Exercise requirements: Each line of the records that includes "usize" should be found and copied.

Dataset entries:

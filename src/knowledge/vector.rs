//! Vector Store - 패시지 벡터 검색 트레이트
//!
//! LanceDB ANN (Approximate Nearest Neighbor) 검색을 사용합니다.

use anyhow::Result;
use async_trait::async_trait;

/// 벡터 임베딩 차원 (all-MiniLM-L6-v2 기본값)
pub const EMBEDDING_DIMENSION: i32 = 384;

// ============================================================================
// Types
// ============================================================================

/// 벡터 엔트리 (저장용)
#[derive(Debug, Clone)]
pub struct VectorEntry {
    /// 패시지 ID (passages.id)
    pub passage_id: String,
    /// 원본 파일명
    pub source_file: String,
    /// 패시지 순번 (1-based, 인용 표기용)
    pub part_index: i32,
    /// 패시지 텍스트
    pub text: String,
    /// 임베딩 벡터
    pub embedding: Vec<f32>,
}

/// 벡터 검색 결과
#[derive(Debug, Clone)]
pub struct VectorHit {
    /// 패시지 ID
    pub passage_id: String,
    /// 원본 파일명
    pub source_file: String,
    /// 패시지 순번
    pub part_index: i32,
    /// 패시지 텍스트
    pub text: String,
    /// 유사도 스코어 (0.0 ~ 1.0)
    pub similarity: f32,
}

// ============================================================================
// VectorStore Trait
// ============================================================================

/// VectorStore 트레이트 (async)
///
/// 패시지 벡터 저장소의 공통 인터페이스입니다.
#[async_trait]
pub trait VectorStore: Send + Sync {
    /// 벡터 배치 삽입
    async fn insert_batch(&self, entries: &[VectorEntry]) -> Result<usize>;

    /// 유사도 순 벡터 검색
    async fn search(&self, query_embedding: &[f32], limit: usize) -> Result<Vec<VectorHit>>;

    /// 벡터 개수 조회
    async fn count(&self) -> Result<usize>;

    /// 컬렉션 전체 삭제 (재수집 전 초기화)
    async fn clear(&self) -> Result<()>;
}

Final answer:
    async fn insert_batch(&self, entries: &[VectorEntry]) -> Result<usize>;
    async fn search(&self, query_embedding: &[f32], limit: usize) -> Result<Vec<VectorHit>>;
    async fn count(&self) -> Result<usize>;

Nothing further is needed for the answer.